Mansfield Kathryn E, Douglas Ian J, Nitsch Dorothea, Thomas Sara L, Smeeth Liam, Tomlinson Laurie A
Department of Non-Communicable Disease Epidemiology.
Department of Infectious Disease Epidemiology, London School of Hygiene and Tropical Medicine, London, UK.
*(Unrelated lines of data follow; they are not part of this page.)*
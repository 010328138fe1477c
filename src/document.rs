//! Core document type.
//!
//! A `Document` is a record ingested from the corpus source: a stable
//! identifier, a map of named raw text fields, and a derived normalized-text
//! field used by the TF-IDF ranker. Documents are immutable once ingested
//! and live as long as the corpus snapshot that owns them.

use serde::{Deserialize, Serialize};
use std::collections::HashMap;

/// An immutable corpus record.
///
/// The field set is determined at corpus-load time; columns the core does
/// not know about are carried opaquely in `fields` and returned to callers
/// untouched. The boolean evaluator matches against the raw field values,
/// the ranker against `normalized_text`.
#[derive(Debug, Clone, Serialize, Deserialize)]
pub struct Document {
    /// Stable identifier: the source's explicit `id` column when present,
    /// otherwise the zero-based row position at ingest.
    pub id: String,
    /// Raw field name → raw text value.
    pub fields: HashMap<String, String>,
    /// Space-joined normalized tokens of the configured text fields.
    pub normalized_text: String,
}

impl Document {
    /// Creates a document from already-normalized parts.
    pub fn new(id: String, fields: HashMap<String, String>, normalized_text: String) -> Self {
        Self {
            id,
            fields,
            normalized_text,
        }
    }

    /// Returns a raw field value, or `None` when the field is absent.
    pub fn field(&self, name: &str) -> Option<&str> {
        self.fields.get(name).map(String::as_str)
    }
}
Clin Epidemiol. 2018 Jan 30;10:187-202. doi: 10.2147/CLEP.S146757. eCollection 2018.
The relative risk of acute kidney injury (AKI) following different infections, and whether angiotensin-converting enzyme inhibitors (ACEIs)/angiotensin receptor blockers (ARBs) modify the risk, is unclear. We aimed to determine the risks of hospital admission with AKI following infections (urinary tract infection [UTI], lower respiratory tract infection [LRTI], and gastroenteritis) among users of antihypertensive drugs.
We used UK electronic health records from practices contributing to the Clinical Practice Research Datalink linked to the Hospital Episode Statistics database. We identified adults initiating ACEIs/ARBs or alternative antihypertensive therapy (β-blockers, calcium channel blockers, or thiazide diuretics) between April 1997 and March 2014 with at least 1 year of primary care registration prior to first prescription, who had a hospital admission for AKI, and who had a primary care record for incident UTI, LRTI, or gastroenteritis. We used a self-controlled case series design to calculate age-adjusted incidence rate ratios (IRRs) for AKI during risk periods following acute infection relative to noninfected periods (baseline).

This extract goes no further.